Femmephobia: Q&A with Dr. Rhea Ashley Hoskin

Written by
Aras Mommertz
and
and
March 23, 2021

This article is part of a series on Femmephobia by Aras Mommertz. The other article in this series can be found here.

Femmephobia: Q&A with Dr. Rhea Ashley Hoskin
Dr. Rhea Ashley Hoskin

Dr. Rhea Ashley Hoskin (she/her)  is an Ontario Women’s Health Scholar and an AMTD Global Talent Postdoctoral Fellow at the University of Waterloo. Her work examines perceptions of femininity and sources of prejudice rooted in the devaluation or regulation of femininity. Dr. Hoskin was able to answer some of my questions over an email exchange on the effect of femmephobia with a particular focus on 2SLGBTQ++ individuals. Below, is the full interview.

1. In your own terms, how would you define Femmephobia?

My interest in femmephobia was sparked nearly 15 years ago, and I have researched femmephobia for over a decade. The term femme originated with 1940s butch/femme lesbian communities but has since grown to encompass queer femininities, people who challenge the prescriptive norms of femininity and to describe a particular relationship to femininity. With this expansion came Femme Theory – a framework of analysis that centres marginalized and queer femininities in the analysis of psychosocial and cultural phenomenon (especially with respect to gender and power). Femmephobia emerges from this body of literature, and I think it’s important to recognize this historical connection.

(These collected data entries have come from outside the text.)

//! The invalidation seam and the stores behind it.
//!
//! [`QueryCache`] is deliberately a one-method trait: the real-time client
//! only ever *writes* invalidations, it never reads cached values, so the
//! seam exposes nothing else. Invalidation is fire-and-forget bookkeeping
//! with no failure mode visible to the caller; a missed mark only means the
//! UI reads a slightly older result until the next refetch.

use std::collections::HashMap;

use parking_lot::{Mutex, RwLock};
use serde_json::Value;
use tracing::debug;

use crate::key::QueryKey;

/// Write-side contract of the query cache.
///
/// Implementations must be idempotent (marking an already-stale entry stale
/// again changes nothing), non-blocking, and silent about unknown keys.
pub trait QueryCache: Send + Sync {
    /// Mark the entry under `key` stale so the next read refetches it.
    fn invalidate(&self, key: &QueryKey);
}

/// One cached result with its staleness flag.
#[derive(Clone, Debug, PartialEq)]
pub struct CachedEntry {
    /// The cached query result.
    pub value: Value,
    /// Whether a refetch is due before this value is trusted again.
    pub stale: bool,
}

// ─────────────────────────────────────────────────────────────────────────────
// MemoryQueryCache
// ─────────────────────────────────────────────────────────────────────────────

/// In-process stale-marking store.
///
/// The reading side `put`s fetched results and `get`s them back with their
/// staleness flag; the real-time client reaches in only through
/// [`QueryCache::invalidate`]. Entries are never evicted here: staleness is
/// a refetch trigger, not a deletion.
pub struct MemoryQueryCache {
    entries: RwLock<HashMap<QueryKey, CachedEntry>>,
}

impl MemoryQueryCache {
    /// Create an empty cache.
    #[must_use]
    pub fn new() -> Self {
        Self {
            entries: RwLock::new(HashMap::new()),
        }
    }

    /// Store a freshly fetched result under `key`, clearing any staleness.
    pub fn put(&self, key: QueryKey, value: Value) {
        let mut entries = self.entries.write();
        let _ = entries.insert(key, CachedEntry {
            value,
            stale: false,
        });
    }

    /// The entry under `key`, staleness flag included.
    #[must_use]
    pub fn get(&self, key: &QueryKey) -> Option<CachedEntry> {
        self.entries.read().get(key).cloned()
    }

    /// Staleness of the entry under `key`, or `None` when nothing is cached.
    #[must_use]
    pub fn is_stale(&self, key: &QueryKey) -> Option<bool> {
        self.entries.read().get(key).map(|e| e.stale)
    }

    /// Number of cached entries, stale or not.
    #[must_use]
    pub fn entry_count(&self) -> usize {
        self.entries.read().len()
    }
}

impl Default for MemoryQueryCache {
    fn default() -> Self {
        Self::new()
    }
}

impl QueryCache for MemoryQueryCache {
    fn invalidate(&self, key: &QueryKey) {
        let mut entries = self.entries.write();
        if let Some(entry) = entries.get_mut(key) {
            entry.stale = true;
            debug!(key = %key, "marked cached query stale");
        }
    }
}

// ─────────────────────────────────────────────────────────────────────────────
// RecordingCache
// ─────────────────────────────────────────────────────────────────────────────

/// Cache double that records every invalidation in arrival order.
///
/// Exported for use by downstream crates' tests, which assert on the exact
/// key sequence the sync client issues.
#[derive(Default)]
pub struct RecordingCache {
    invalidations: Mutex<Vec<QueryKey>>,
}

impl RecordingCache {
    /// Create an empty recorder.
    #[must_use]
    pub fn new() -> Self {
        Self::default()
    }

    /// Snapshot of all invalidations seen so far, in order.
    #[must_use]
    pub fn invalidations(&self) -> Vec<QueryKey> {
        self.invalidations.lock().clone()
    }

    /// Drain and return the recorded invalidations.
    #[must_use]
    pub fn take(&self) -> Vec<QueryKey> {
        std::mem::take(&mut *self.invalidations.lock())
    }

    /// Whether nothing has been invalidated yet.
    #[must_use]
    pub fn is_empty(&self) -> bool {
        self.invalidations.lock().is_empty()
    }
}

impl QueryCache for RecordingCache {
    fn invalidate(&self, key: &QueryKey) {
        self.invalidations.lock().push(key.clone());
    }
}

// ─────────────────────────────────────────────────────────────────────────────
// Tests
// ─────────────────────────────────────────────────────────────────────────────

In my work, I define femmephobia as the systemic devaluation and regulation of femininity, particularly those that veer from patriarchal feminine norms (e.g., heterosexual, cisgender, assigned female at birth, white, able-bodied, thin, etc.). In other words, femmephobia is a term to describe the way society treats femininity, both in terms of how femininity is systematically devalued and also how it is highly regulated (e.g., who can be (seen as) feminine).

2. Who does this typically impact in the Queer community?

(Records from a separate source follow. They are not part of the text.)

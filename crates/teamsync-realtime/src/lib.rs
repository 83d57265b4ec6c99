//! # teamsync-realtime
//!
//! The real-time cache synchronization client: one push-event subscription
//! per active workspace, mapped onto query-cache invalidations.
//!
//! - **Client**: [`client::SyncClient`] with its `activate`/`deactivate`
//!   lifecycle, at most one live subscription at a time
//! - **Channel**: [`channel::EventChannel`] seam, the [`channel::SseChannel`]
//!   transport, and the [`channel::ChannelWorker`] reconnect loop
//! - **Policy**: [`policy::invalidation_targets`], the pure mapping from one
//!   decoded event to the ordered key list to invalidate
//! - **Config**: [`config::RealtimeConfig`], passed explicitly to the client
//!
//! ## Crate Position
//!
//! Sits between the wire and the cache: depends on `teamsync-core` for the
//! event vocabulary and on `teamsync-cache` for the invalidation seam.

#![deny(unsafe_code)]

pub mod channel;
pub mod client;
pub mod config;
pub mod policy;

pub use channel::{ChannelError, EventChannel, EventFrame, SseChannel};
pub use client::SyncClient;
pub use config::RealtimeConfig;
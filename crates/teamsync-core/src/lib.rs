//! # teamsync-core
//!
//! Foundation types for the TeamSync real-time client crates.
//!
//! This crate provides the shared vocabulary the other teamsync crates depend on:
//!
//! - **Branded IDs**: [`ids::WorkspaceId`], [`ids::ProjectId`], [`ids::TaskId`] as newtypes
//! - **Events**: [`events::EventEnvelope`] with its [`events::EventKind`] and
//!   [`events::EventPayload`], the decoded unit of one push notification
//! - **Reconnect**: [`reconnect::ReconnectPolicy`] and backoff calculation
//!
//! ## Crate Position
//!
//! Foundation crate. Depended on by all other teamsync crates.

#![deny(unsafe_code)]

pub mod events;
pub mod ids;
pub mod reconnect;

I’m not sure if there’s anyone who is untouched by femmephobia, within and outside of queer communities. Societal treatment of femininity as inferior is woven deeply into the fabrics of the western world. I think what’s so fascinating about femmephobia [is that] the concept can bring together experiences that are often seen as unrelated, into a singular – albeit complex – framework (or a new lens to see the world). This unique unifying lens brings with its novel solutions to transmisogyny, homophobia, rape culture, misogyny, sexism, and toxic masculinity (to name a few).

3. How does femmephobia express itself in micro-levels (micro-aggressions)?

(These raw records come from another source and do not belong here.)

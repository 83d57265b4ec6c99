//! Pure mapping from received events to invalidation targets.
//!
//! Kept free of I/O on purpose: the whole invalidation policy is one
//! function from an envelope to an ordered key list, and the imperative
//! shell in [`client`](crate::client) just walks the list. Tests assert on
//! the returned keys instead of observing cache side effects.

use teamsync_cache::QueryKey;
use teamsync_core::events::EventEnvelope;
use teamsync_core::ids::WorkspaceId;

/// Query keys to invalidate for one decoded event, in issue order.
///
/// Every task mutation invalidates the workspace's task list and its
/// analytics rollup; the project rollup is added only when the payload names
/// an owning project. The event kind is deliberately ignored: creations,
/// updates and deletions all move the same aggregates, and a coarse refetch
/// of cheap list queries beats tracking per-kind deltas.
#[must_use]
pub fn invalidation_targets(workspace: &WorkspaceId, envelope: &EventEnvelope) -> Vec<QueryKey> {
    let mut targets = vec![
        QueryKey::all_tasks(workspace),
        QueryKey::workspace_analytics(workspace),
    ];
    if let Some(project) = envelope.payload.project_id() {
        targets.push(QueryKey::project_analytics(project));
    }
    targets
}

// ─────────────────────────────────────────────────────────────────────────────
// Tests
// ─────────────────────────────────────────────────────────────────────────────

In my research, femmephobic micro-aggressions typically present themselves as questions of “authenticity” – we see feminine lesbians being questioned as “real lesbians” (equally so for feminine bisexual or queer women), feminine men (both cis and trans) are questioned as “real men”, feminine trans women are accused (wrongfully) of being “caricatures,” feminine nonbinary people are seen as less valid or authentic as masculine nonbinary folks, and feminine women (both cis and trans) are seen as not “real” feminists.  Femmephobic microaggressions also relate to the subtle ways we communicate femininity as being inferior, weaker, and so on. For instance, why is it so much more of an insult to be called a sissy (or sissyboy) than being called a tomboy?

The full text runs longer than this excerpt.